Only the lines below starting at the one containing "pub mod postgres;" and ending at the one containing "closed, network, timeout)." belong in the answer, each copied exactly.

(GIVEN RECORDS Opens)

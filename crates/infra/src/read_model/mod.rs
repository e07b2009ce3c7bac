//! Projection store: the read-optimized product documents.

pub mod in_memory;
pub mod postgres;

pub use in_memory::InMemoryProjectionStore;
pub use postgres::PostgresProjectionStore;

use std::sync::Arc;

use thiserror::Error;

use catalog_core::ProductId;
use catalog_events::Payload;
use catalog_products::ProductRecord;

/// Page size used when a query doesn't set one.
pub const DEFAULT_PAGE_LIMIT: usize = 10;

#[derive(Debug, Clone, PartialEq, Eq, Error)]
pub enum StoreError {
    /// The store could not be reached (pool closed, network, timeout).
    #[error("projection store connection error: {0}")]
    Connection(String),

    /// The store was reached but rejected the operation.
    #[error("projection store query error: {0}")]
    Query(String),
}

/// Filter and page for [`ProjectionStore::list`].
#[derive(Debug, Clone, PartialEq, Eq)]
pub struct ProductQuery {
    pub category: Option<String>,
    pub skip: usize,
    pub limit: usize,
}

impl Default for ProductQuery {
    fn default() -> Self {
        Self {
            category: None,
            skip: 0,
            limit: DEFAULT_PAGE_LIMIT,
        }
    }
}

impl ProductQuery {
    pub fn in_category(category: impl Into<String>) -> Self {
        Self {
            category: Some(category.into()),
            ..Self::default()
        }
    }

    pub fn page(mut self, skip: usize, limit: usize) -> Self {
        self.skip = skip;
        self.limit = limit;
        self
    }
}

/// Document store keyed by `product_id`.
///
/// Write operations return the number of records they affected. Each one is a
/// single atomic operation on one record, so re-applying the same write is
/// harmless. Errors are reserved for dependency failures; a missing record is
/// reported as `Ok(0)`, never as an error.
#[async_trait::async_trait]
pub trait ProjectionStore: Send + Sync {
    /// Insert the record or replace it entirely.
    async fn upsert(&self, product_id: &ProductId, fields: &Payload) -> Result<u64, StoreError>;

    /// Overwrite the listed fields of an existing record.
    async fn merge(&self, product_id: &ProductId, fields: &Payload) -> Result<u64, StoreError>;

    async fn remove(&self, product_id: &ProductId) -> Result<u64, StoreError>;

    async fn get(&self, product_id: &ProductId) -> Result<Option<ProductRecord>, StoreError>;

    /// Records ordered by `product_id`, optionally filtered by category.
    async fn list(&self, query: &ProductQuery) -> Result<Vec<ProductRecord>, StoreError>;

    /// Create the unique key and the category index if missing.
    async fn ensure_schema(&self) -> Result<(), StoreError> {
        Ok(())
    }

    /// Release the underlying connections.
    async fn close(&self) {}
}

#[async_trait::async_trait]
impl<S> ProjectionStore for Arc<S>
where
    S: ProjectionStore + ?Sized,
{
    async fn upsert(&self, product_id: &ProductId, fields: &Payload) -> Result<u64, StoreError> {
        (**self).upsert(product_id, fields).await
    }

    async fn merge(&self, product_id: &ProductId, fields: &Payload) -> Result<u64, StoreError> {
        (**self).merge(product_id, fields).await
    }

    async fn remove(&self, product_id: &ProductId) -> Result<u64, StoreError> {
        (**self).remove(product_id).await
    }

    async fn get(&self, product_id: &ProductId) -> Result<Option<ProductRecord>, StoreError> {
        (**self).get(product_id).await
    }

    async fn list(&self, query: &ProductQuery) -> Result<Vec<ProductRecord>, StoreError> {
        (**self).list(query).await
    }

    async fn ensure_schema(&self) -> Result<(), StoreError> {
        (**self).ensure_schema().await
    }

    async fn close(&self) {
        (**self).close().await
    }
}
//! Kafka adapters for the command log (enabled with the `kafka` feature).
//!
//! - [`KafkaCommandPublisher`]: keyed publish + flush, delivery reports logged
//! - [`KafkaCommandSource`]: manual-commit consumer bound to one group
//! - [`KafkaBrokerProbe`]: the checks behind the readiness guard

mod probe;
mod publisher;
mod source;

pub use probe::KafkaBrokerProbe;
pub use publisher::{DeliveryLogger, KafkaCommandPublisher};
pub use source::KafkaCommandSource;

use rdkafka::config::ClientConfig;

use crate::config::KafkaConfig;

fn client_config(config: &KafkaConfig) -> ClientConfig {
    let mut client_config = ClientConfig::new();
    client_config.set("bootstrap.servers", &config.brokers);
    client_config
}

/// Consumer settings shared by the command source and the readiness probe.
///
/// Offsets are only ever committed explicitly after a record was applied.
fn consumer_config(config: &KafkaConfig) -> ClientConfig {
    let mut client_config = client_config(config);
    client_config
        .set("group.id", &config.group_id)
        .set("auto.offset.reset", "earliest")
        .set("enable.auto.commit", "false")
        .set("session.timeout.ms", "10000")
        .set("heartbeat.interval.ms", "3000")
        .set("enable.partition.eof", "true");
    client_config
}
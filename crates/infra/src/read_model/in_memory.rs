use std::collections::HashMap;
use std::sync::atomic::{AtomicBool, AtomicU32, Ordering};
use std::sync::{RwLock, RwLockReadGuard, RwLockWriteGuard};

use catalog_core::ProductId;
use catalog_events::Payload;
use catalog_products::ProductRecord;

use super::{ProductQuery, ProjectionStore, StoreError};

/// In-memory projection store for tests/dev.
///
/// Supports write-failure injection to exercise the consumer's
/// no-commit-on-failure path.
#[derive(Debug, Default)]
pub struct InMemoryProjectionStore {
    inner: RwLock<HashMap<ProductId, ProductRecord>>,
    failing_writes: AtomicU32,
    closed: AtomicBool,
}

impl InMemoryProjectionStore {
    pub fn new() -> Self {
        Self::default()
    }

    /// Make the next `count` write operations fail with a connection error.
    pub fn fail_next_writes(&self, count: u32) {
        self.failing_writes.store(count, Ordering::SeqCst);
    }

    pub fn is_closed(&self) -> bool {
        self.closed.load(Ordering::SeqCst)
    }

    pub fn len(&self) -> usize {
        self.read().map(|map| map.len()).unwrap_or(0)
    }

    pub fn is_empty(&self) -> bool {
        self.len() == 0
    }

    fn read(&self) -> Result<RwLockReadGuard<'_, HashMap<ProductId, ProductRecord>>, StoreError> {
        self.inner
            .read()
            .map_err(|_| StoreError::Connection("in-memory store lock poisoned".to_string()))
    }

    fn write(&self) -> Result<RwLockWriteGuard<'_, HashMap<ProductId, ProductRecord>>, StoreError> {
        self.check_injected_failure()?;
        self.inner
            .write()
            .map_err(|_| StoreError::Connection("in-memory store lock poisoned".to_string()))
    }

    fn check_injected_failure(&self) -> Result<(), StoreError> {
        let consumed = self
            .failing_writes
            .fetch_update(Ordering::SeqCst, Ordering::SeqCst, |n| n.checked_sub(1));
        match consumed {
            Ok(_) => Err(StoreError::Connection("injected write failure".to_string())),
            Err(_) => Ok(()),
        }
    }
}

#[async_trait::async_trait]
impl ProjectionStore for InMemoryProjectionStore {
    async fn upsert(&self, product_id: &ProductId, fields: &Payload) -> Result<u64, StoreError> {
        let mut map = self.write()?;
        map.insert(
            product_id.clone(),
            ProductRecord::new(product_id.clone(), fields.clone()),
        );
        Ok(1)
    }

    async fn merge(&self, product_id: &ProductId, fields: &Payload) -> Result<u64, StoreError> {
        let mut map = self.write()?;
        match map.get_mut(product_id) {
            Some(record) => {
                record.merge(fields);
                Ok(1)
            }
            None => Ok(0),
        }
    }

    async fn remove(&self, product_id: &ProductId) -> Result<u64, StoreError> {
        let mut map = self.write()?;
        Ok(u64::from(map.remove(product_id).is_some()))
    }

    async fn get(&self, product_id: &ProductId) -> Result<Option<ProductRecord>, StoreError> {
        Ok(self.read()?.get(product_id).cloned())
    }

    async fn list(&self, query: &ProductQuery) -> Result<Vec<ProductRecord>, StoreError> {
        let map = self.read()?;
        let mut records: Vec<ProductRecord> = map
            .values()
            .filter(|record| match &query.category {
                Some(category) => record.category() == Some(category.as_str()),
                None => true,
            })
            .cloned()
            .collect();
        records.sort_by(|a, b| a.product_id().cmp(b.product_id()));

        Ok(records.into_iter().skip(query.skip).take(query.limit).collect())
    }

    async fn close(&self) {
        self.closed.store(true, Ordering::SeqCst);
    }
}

(GIVEN RECORDS Closes)

OUTPUT OF THE EXERCISE
pub mod postgres;

pub use in_memory::InMemoryProjectionStore;
pub use postgres::PostgresProjectionStore;

use std::sync::Arc;

use thiserror::Error;

use catalog_core::ProductId;
use catalog_events::Payload;
use catalog_products::ProductRecord;

/// Page size used when a query doesn't set one.
pub const DEFAULT_PAGE_LIMIT: usize = 10;

#[derive(Debug, Clone, PartialEq, Eq, Error)]
pub enum StoreError {
    /// The store could not be reached (pool closed, network, timeout).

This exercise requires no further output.